Beginning with the first line, please repeat the entries exactly and end on the line that contains "side is virtual".

[Saved data entries]
○ ○ ○ ○ ○

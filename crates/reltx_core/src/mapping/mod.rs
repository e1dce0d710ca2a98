//! Mapping definitions: classes, relations and their end-points.
//!
//! The mapping is the definition provider every end-point and command
//! consults for cardinality, opposite side, and whether a side is virtual
//! or anonymous.

mod configuration;
mod definition;
mod spec;

pub use configuration::{MappingBuilder, MappingConfiguration};
pub use definition::{
    Cardinality, ClassDefinition, CollectionKind, EndPointDefinition, RelationDefinition,
    RelationKind,
};
pub use spec::{ClassSpec, MappingSpec, RelationSpec};
//! A listener that records every event it sees.

use super::{ClientTransactionListener, CommitContext};
use crate::end_point::RelationEndPointId;
use crate::error::CoreResult;
use crate::mapping::EndPointDefinition;
use crate::object::{ClassId, ObjectId, Value};
use crate::types::TransactionId;
use parking_lot::Mutex;
use serde::Serialize;
use std::fmt;

/// One recorded notification.
#[derive(Debug, Clone, PartialEq, Eq, Serialize)]
#[serde(tag = "event", rename_all = "snake_case")]
#[allow(missing_docs)]
pub enum RecordedEvent {
    ObjectsLoading {
        objects: Vec<ObjectId>,
    },
    ObjectsLoaded {
        objects: Vec<ObjectId>,
    },
    ObjectsUnloading {
        objects: Vec<ObjectId>,
    },
    ObjectsUnloaded {
        objects: Vec<ObjectId>,
    },
    NewObjectCreating {
        class: ClassId,
    },
    ObjectDeleting {
        object: ObjectId,
    },
    ObjectDeleted {
        object: ObjectId,
    },
    PropertyValueChanging {
        object: ObjectId,
        property: String,
        old: Value,
        new: Value,
    },
    PropertyValueChanged {
        object: ObjectId,
        property: String,
        old: Value,
        new: Value,
    },
    RelationChanging {
        object: ObjectId,
        end_point: String,
        old: Option<ObjectId>,
        new: Option<ObjectId>,
    },
    RelationChanged {
        object: ObjectId,
        end_point: String,
        old: Option<ObjectId>,
        new: Option<ObjectId>,
    },
    VirtualEndPointStateUpdated {
        end_point: String,
        has_changed: Option<bool>,
    },
    Committing {
        objects: Vec<ObjectId>,
    },
    Committed {
        objects: Vec<ObjectId>,
    },
    RollingBack {
        objects: Vec<ObjectId>,
    },
    RolledBack {
        objects: Vec<ObjectId>,
    },
    SubTransactionCreated {
        sub_transaction: TransactionId,
    },
    Discarded,
}

fn opt(object: Option<&ObjectId>) -> String {
    object.map_or_else(|| "null".to_string(), ToString::to_string)
}

fn list(objects: &[ObjectId]) -> String {
    objects
        .iter()
        .map(ToString::to_string)
        .collect::<Vec<_>>()
        .join(", ")
}

impl fmt::Display for RecordedEvent {
    fn fmt(&self, f: &mut fmt::Formatter<'_>) -> fmt::Result {
        match self {
            Self::ObjectsLoading { objects } => write!(f, "objects loading [{}]", list(objects)),
            Self::ObjectsLoaded { objects } => write!(f, "objects loaded [{}]", list(objects)),
            Self::ObjectsUnloading { objects } => {
                write!(f, "objects unloading [{}]", list(objects))
            }
            Self::ObjectsUnloaded { objects } => write!(f, "objects unloaded [{}]", list(objects)),
            Self::NewObjectCreating { class } => write!(f, "new object creating: {class}"),
            Self::ObjectDeleting { object } => write!(f, "object deleting: {object}"),
            Self::ObjectDeleted { object } => write!(f, "object deleted: {object}"),
            Self::PropertyValueChanging {
                object,
                property,
                old,
                new,
            } => write!(f, "property changing: {object}.{property} {old} -> {new}"),
            Self::PropertyValueChanged {
                object,
                property,
                old,
                new,
            } => write!(f, "property changed: {object}.{property} {old} -> {new}"),
            Self::RelationChanging {
                object,
                end_point,
                old,
                new,
            } => write!(
                f,
                "relation changing: {object} {end_point} {} -> {}",
                opt(old.as_ref()),
                opt(new.as_ref())
            ),
            Self::RelationChanged {
                object,
                end_point,
                old,
                new,
            } => write!(
                f,
                "relation changed: {object} {end_point} {} -> {}",
                opt(old.as_ref()),
                opt(new.as_ref())
            ),
            Self::VirtualEndPointStateUpdated {
                end_point,
                has_changed,
            } => match has_changed {
                Some(changed) => write!(f, "end-point state updated: {end_point} changed={changed}"),
                None => write!(f, "end-point state updated: {end_point} unregistered"),
            },
            Self::Committing { objects } => write!(f, "committing [{}]", list(objects)),
            Self::Committed { objects } => write!(f, "committed [{}]", list(objects)),
            Self::RollingBack { objects } => write!(f, "rolling back [{}]", list(objects)),
            Self::RolledBack { objects } => write!(f, "rolled back [{}]", list(objects)),
            Self::SubTransactionCreated { sub_transaction } => {
                write!(f, "sub-transaction created: {sub_transaction}")
            }
            Self::Discarded => write!(f, "discarded"),
        }
    }
}

/// Records the events of every transaction it is attached to.
///
/// Unregistration notifications are not recorded; they fire for every
/// container and end-point on commit and would drown the rest.
#[derive(Debug, Default)]
pub struct EventRecorder {
    events: Mutex<Vec<(TransactionId, RecordedEvent)>>,
}

impl EventRecorder {
    /// Creates an empty recorder.
    #[must_use]
    pub fn new() -> Self {
        Self::default()
    }

    /// Returns the recorded events with their transactions.
    #[must_use]
    pub fn events(&self) -> Vec<(TransactionId, RecordedEvent)> {
        self.events.lock().clone()
    }

    /// Returns the recorded events without transactions.
    #[must_use]
    pub fn event_kinds(&self) -> Vec<RecordedEvent> {
        self.events.lock().iter().map(|(_, e)| e.clone()).collect()
    }

    /// Drains the recorded events.
    pub fn take(&self) -> Vec<(TransactionId, RecordedEvent)> {
        std::mem::take(&mut *self.events.lock())
    }

    /// Forgets every recorded event.
    pub fn clear(&self) {
        self.events.lock().clear();
    }

    fn push(&self, tx: TransactionId, event: RecordedEvent) {
        self.events.lock().push((tx, event));
    }
}

impl ClientTransactionListener for EventRecorder {
    fn objects_loading(&self, tx: TransactionId, objects: &[ObjectId]) -> CoreResult<()> {
        self.push(
            tx,
            RecordedEvent::ObjectsLoading {
                objects: objects.to_vec(),
            },
        );
        Ok(())
    }

    fn objects_loaded(&self, tx: TransactionId, objects: &[ObjectId]) {
        self.push(
            tx,
            RecordedEvent::ObjectsLoaded {
                objects: objects.to_vec(),
            },
        );
    }

    fn objects_unloading(&self, tx: TransactionId, objects: &[ObjectId]) -> CoreResult<()> {
        self.push(
            tx,
            RecordedEvent::ObjectsUnloading {
                objects: objects.to_vec(),
            },
        );
        Ok(())
    }

    fn objects_unloaded(&self, tx: TransactionId, objects: &[ObjectId]) {
        self.push(
            tx,
            RecordedEvent::ObjectsUnloaded {
                objects: objects.to_vec(),
            },
        );
    }

    fn new_object_creating(&self, tx: TransactionId, class_id: &ClassId) -> CoreResult<()> {
        self.push(
            tx,
            RecordedEvent::NewObjectCreating {
                class: class_id.clone(),
            },
        );
        Ok(())
    }

    fn object_deleting(&self, tx: TransactionId, object: &ObjectId) -> CoreResult<()> {
        self.push(
            tx,
            RecordedEvent::ObjectDeleting {
                object: object.clone(),
            },
        );
        Ok(())
    }

    fn object_deleted(&self, tx: TransactionId, object: &ObjectId) {
        self.push(
            tx,
            RecordedEvent::ObjectDeleted {
                object: object.clone(),
            },
        );
    }

    fn property_value_changing(
        &self,
        tx: TransactionId,
        object: &ObjectId,
        property: &str,
        old: &Value,
        new: &Value,
    ) -> CoreResult<()> {
        self.push(
            tx,
            RecordedEvent::PropertyValueChanging {
                object: object.clone(),
                property: property.to_string(),
                old: old.clone(),
                new: new.clone(),
            },
        );
        Ok(())
    }

    fn property_value_changed(
        &self,
        tx: TransactionId,
        object: &ObjectId,
        property: &str,
        old: &Value,
        new: &Value,
    ) {
        self.push(
            tx,
            RecordedEvent::PropertyValueChanged {
                object: object.clone(),
                property: property.to_string(),
                old: old.clone(),
                new: new.clone(),
            },
        );
    }

    fn relation_changing(
        &self,
        tx: TransactionId,
        object: &ObjectId,
        end_point: &EndPointDefinition,
        old: Option<&ObjectId>,
        new: Option<&ObjectId>,
    ) -> CoreResult<()> {
        self.push(
            tx,
            RecordedEvent::RelationChanging {
                object: object.clone(),
                end_point: end_point.full_name(),
                old: old.cloned(),
                new: new.cloned(),
            },
        );
        Ok(())
    }

    fn relation_changed(
        &self,
        tx: TransactionId,
        object: &ObjectId,
        end_point: &EndPointDefinition,
        old: Option<&ObjectId>,
        new: Option<&ObjectId>,
    ) {
        self.push(
            tx,
            RecordedEvent::RelationChanged {
                object: object.clone(),
                end_point: end_point.full_name(),
                old: old.cloned(),
                new: new.cloned(),
            },
        );
    }

    fn virtual_end_point_state_updated(
        &self,
        tx: TransactionId,
        end_point: &RelationEndPointId,
        has_changed: Option<bool>,
    ) {
        self.push(
            tx,
            RecordedEvent::VirtualEndPointStateUpdated {
                end_point: end_point.to_string(),
                has_changed,
            },
        );
    }

    fn transaction_committing(
        &self,
        tx: TransactionId,
        objects: &[ObjectId],
        _context: &mut CommitContext<'_>,
    ) -> CoreResult<()> {
        self.push(
            tx,
            RecordedEvent::Committing {
                objects: objects.to_vec(),
            },
        );
        Ok(())
    }

    fn transaction_committed(&self, tx: TransactionId, objects: &[ObjectId]) {
        self.push(
            tx,
            RecordedEvent::Committed {
                objects: objects.to_vec(),
            },
        );
    }

    fn transaction_rolling_back(
        &self,
        tx: TransactionId,
        objects: &[ObjectId],
        _context: &mut CommitContext<'_>,
    ) -> CoreResult<()> {
        self.push(
            tx,
            RecordedEvent::RollingBack {
                objects: objects.to_vec(),
            },
        );
        Ok(())
    }

    fn transaction_rolled_back(&self, tx: TransactionId, objects: &[ObjectId]) {
        self.push(
            tx,
            RecordedEvent::RolledBack {
                objects: objects.to_vec(),
            },
        );
    }

    fn sub_transaction_created(&self, tx: TransactionId, sub_transaction: TransactionId) {
        self.push(tx, RecordedEvent::SubTransactionCreated { sub_transaction });
    }

    fn transaction_discarded(&self, tx: TransactionId) {
        self.push(tx, RecordedEvent::Discarded);
    }
}

#[cfg(test)]
mod tests {
    use super::*;
    use uuid::Uuid;

    #[test]
    fn records_in_order() {
        let recorder = EventRecorder::new();
        let tx = TransactionId::new(3);
        let order = ObjectId::new("Order", Uuid::from_u128(1));

        recorder.object_deleting(tx, &order).unwrap();
        recorder.object_deleted(tx, &order);

        assert_eq!(
            recorder.event_kinds(),
            vec![
                RecordedEvent::ObjectDeleting {
                    object: order.clone()
                },
                RecordedEvent::ObjectDeleted { object: order },
            ]
        );
        assert_eq!(recorder.take().len(), 2);
        assert!(recorder.events().is_empty());
    }

    #[test]
    fn display_and_json() {
        let event = RecordedEvent::Discarded;
        assert_eq!(event.to_string(), "discarded");
        let json = serde_json::to_string(&event).unwrap();
        assert_eq!(json, r#"{"event":"discarded"}"#);
    }
}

○ ○ ○ ○ ○

### Solution for this task:
filename crates/reltx_core/src/mapping/mod.rs
repository e1dce0d710ca2a98
//! Mapping definitions: classes, relations and their end-points.
//!
//! The mapping is the definition provider every end-point and command
//! consults for cardinality, opposite side, and whether a side is virtual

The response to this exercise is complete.